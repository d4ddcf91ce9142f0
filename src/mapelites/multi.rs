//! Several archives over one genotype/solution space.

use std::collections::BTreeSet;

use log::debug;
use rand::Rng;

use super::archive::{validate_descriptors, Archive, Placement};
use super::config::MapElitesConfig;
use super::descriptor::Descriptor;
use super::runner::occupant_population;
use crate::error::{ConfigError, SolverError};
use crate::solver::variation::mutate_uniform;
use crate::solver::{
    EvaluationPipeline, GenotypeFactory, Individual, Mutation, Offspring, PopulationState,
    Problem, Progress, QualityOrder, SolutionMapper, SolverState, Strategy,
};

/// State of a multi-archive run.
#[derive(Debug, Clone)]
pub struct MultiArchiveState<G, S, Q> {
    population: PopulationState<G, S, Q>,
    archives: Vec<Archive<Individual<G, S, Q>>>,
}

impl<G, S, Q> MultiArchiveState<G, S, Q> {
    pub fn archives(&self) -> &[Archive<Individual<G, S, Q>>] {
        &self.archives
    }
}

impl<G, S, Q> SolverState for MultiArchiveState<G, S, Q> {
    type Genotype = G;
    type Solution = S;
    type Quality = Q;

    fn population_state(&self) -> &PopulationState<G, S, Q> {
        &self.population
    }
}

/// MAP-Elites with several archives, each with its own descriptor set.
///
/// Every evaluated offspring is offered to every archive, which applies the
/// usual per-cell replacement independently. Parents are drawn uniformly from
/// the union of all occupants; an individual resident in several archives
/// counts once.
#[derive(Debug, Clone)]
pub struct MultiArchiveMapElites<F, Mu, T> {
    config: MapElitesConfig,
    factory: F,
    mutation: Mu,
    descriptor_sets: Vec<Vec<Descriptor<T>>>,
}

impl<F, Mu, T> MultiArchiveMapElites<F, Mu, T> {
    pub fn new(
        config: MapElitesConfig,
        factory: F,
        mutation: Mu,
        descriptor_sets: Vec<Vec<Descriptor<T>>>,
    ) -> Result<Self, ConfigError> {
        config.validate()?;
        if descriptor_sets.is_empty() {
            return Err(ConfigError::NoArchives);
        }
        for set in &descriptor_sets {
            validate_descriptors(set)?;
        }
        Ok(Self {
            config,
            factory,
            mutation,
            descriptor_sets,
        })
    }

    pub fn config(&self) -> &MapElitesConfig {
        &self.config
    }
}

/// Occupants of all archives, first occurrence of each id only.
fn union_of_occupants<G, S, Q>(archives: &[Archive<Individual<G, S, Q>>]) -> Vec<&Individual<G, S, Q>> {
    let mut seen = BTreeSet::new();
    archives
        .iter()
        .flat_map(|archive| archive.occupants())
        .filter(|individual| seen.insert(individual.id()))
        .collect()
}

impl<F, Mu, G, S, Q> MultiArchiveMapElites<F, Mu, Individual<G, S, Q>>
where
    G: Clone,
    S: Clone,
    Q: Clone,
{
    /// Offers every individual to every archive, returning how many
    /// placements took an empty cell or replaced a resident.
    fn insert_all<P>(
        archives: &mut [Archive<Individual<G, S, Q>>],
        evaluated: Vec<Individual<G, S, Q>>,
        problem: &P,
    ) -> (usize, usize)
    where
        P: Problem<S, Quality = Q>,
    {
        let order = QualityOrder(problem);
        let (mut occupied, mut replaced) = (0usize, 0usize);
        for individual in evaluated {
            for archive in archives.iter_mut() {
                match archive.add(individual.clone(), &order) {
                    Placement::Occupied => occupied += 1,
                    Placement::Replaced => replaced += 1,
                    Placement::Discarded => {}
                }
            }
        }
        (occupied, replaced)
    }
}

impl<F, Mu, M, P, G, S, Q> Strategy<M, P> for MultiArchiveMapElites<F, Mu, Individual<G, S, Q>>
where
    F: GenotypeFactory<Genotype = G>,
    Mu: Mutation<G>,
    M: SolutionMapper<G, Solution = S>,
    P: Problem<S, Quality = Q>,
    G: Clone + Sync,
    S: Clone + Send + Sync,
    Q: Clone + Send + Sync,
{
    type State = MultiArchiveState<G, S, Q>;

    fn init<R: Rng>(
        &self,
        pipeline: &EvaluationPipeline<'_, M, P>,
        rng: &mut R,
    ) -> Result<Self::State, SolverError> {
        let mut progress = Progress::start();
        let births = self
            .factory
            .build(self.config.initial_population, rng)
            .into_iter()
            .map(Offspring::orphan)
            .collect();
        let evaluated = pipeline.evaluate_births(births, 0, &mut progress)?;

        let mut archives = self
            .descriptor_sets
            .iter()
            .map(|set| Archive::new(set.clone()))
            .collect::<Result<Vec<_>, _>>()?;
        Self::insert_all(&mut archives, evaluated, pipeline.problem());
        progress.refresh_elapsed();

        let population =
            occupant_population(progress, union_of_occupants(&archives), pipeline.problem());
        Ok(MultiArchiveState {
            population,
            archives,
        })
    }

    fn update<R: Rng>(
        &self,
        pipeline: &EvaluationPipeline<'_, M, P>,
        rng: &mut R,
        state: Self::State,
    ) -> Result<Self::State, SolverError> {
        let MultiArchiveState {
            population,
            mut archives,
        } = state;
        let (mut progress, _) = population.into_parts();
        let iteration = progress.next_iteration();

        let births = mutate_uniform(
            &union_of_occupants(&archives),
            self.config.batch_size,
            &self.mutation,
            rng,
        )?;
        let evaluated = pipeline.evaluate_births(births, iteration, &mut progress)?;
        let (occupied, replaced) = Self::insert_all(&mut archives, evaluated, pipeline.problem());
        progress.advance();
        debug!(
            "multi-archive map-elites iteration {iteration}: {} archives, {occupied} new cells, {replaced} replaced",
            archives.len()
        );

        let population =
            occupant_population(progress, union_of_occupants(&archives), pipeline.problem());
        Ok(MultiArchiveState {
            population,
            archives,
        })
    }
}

....

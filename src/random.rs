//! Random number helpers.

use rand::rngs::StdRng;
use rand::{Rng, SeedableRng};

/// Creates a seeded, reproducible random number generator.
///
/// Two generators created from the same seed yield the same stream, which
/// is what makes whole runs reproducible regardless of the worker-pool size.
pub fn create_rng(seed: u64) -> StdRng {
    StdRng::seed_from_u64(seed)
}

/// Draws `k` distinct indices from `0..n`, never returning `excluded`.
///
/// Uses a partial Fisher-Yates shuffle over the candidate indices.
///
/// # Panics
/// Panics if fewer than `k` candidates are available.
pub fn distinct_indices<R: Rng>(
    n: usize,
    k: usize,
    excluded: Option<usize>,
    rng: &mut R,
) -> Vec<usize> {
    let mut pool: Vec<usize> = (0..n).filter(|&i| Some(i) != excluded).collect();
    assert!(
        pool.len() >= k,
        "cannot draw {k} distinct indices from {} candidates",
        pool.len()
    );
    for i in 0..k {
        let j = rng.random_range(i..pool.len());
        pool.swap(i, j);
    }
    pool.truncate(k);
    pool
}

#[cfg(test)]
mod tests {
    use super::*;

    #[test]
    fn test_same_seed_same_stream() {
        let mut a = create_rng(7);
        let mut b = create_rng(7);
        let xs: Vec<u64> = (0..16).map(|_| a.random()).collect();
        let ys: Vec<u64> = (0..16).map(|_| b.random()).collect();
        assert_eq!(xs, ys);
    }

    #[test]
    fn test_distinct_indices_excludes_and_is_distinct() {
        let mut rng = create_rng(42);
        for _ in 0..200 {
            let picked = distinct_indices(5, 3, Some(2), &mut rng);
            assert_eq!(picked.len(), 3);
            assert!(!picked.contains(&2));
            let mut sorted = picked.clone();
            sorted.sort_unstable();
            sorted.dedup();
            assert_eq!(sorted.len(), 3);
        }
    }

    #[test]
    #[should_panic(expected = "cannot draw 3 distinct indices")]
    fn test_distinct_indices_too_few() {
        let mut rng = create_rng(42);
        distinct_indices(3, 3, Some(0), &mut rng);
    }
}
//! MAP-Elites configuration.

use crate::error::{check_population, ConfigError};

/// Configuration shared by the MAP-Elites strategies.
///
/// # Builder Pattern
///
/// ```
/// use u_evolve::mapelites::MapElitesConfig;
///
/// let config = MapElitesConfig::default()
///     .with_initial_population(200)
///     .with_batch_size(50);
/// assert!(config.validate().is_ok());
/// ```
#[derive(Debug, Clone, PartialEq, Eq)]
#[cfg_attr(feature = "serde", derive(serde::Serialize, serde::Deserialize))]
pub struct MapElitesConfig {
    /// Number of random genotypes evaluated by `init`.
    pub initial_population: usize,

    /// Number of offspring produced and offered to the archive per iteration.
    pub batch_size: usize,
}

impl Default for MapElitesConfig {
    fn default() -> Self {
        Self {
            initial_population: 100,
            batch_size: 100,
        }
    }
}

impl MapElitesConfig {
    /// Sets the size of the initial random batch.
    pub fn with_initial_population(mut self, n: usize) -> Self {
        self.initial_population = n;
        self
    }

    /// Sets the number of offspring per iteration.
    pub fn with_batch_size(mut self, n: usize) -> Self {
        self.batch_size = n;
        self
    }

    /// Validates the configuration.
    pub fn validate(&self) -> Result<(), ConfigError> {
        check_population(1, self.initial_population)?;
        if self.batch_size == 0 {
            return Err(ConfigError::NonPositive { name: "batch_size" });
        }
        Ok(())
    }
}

....

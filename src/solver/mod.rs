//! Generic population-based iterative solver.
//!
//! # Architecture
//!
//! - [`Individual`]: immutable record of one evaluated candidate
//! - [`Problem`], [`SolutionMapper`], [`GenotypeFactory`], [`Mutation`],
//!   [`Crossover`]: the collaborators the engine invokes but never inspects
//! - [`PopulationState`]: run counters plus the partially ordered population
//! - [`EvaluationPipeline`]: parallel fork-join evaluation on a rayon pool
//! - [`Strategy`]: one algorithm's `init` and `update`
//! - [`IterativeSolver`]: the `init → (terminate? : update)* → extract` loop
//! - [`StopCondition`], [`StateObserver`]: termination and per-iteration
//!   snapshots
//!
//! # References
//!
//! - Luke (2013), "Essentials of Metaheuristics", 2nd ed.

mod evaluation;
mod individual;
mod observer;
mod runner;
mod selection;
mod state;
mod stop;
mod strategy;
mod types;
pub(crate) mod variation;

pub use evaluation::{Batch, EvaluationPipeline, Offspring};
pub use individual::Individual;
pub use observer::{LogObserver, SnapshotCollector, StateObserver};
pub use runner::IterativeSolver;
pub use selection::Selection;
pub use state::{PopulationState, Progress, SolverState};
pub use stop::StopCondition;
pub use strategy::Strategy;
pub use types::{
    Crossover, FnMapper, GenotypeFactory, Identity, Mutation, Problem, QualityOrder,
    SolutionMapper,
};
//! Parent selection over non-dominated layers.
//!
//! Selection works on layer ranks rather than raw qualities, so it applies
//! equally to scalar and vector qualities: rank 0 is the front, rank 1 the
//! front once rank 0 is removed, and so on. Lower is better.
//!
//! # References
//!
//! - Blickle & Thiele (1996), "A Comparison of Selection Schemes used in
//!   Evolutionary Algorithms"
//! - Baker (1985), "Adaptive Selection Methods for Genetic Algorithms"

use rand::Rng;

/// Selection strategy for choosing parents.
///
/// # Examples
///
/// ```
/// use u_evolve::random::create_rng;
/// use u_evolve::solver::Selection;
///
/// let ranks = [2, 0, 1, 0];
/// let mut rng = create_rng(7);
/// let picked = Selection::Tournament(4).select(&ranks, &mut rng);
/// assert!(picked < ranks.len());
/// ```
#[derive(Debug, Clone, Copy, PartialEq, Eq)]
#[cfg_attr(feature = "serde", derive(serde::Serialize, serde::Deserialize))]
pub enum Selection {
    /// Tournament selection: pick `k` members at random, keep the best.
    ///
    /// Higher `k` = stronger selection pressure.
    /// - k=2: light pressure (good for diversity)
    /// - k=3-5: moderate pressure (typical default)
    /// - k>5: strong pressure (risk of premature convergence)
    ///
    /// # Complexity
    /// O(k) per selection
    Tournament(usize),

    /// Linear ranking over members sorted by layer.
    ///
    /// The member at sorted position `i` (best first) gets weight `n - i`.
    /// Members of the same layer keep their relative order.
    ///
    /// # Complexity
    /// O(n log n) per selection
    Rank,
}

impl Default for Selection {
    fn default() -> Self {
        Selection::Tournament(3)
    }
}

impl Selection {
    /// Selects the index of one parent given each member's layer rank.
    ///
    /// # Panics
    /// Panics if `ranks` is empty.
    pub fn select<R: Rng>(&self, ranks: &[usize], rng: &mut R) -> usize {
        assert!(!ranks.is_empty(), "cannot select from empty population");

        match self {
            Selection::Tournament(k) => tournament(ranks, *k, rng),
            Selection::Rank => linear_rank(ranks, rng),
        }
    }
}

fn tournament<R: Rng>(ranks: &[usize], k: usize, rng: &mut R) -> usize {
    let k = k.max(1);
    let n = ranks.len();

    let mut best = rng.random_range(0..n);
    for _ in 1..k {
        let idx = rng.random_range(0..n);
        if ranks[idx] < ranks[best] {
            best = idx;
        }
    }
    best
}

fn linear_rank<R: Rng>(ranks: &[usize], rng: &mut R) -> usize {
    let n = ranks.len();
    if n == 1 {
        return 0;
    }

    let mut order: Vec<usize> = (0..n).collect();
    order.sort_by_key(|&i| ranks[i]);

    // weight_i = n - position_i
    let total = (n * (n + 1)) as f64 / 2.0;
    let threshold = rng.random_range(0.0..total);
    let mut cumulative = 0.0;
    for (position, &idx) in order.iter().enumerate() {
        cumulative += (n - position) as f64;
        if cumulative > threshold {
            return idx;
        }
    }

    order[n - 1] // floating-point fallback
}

....

■ **What you should do**
Please return every line in the data that includes the string "first".

■ **Answer for the task**
/// Occupants of all archives, first occurrence of each id only.
    /// The member at sorted position `i` (best first) gets weight `n - i`.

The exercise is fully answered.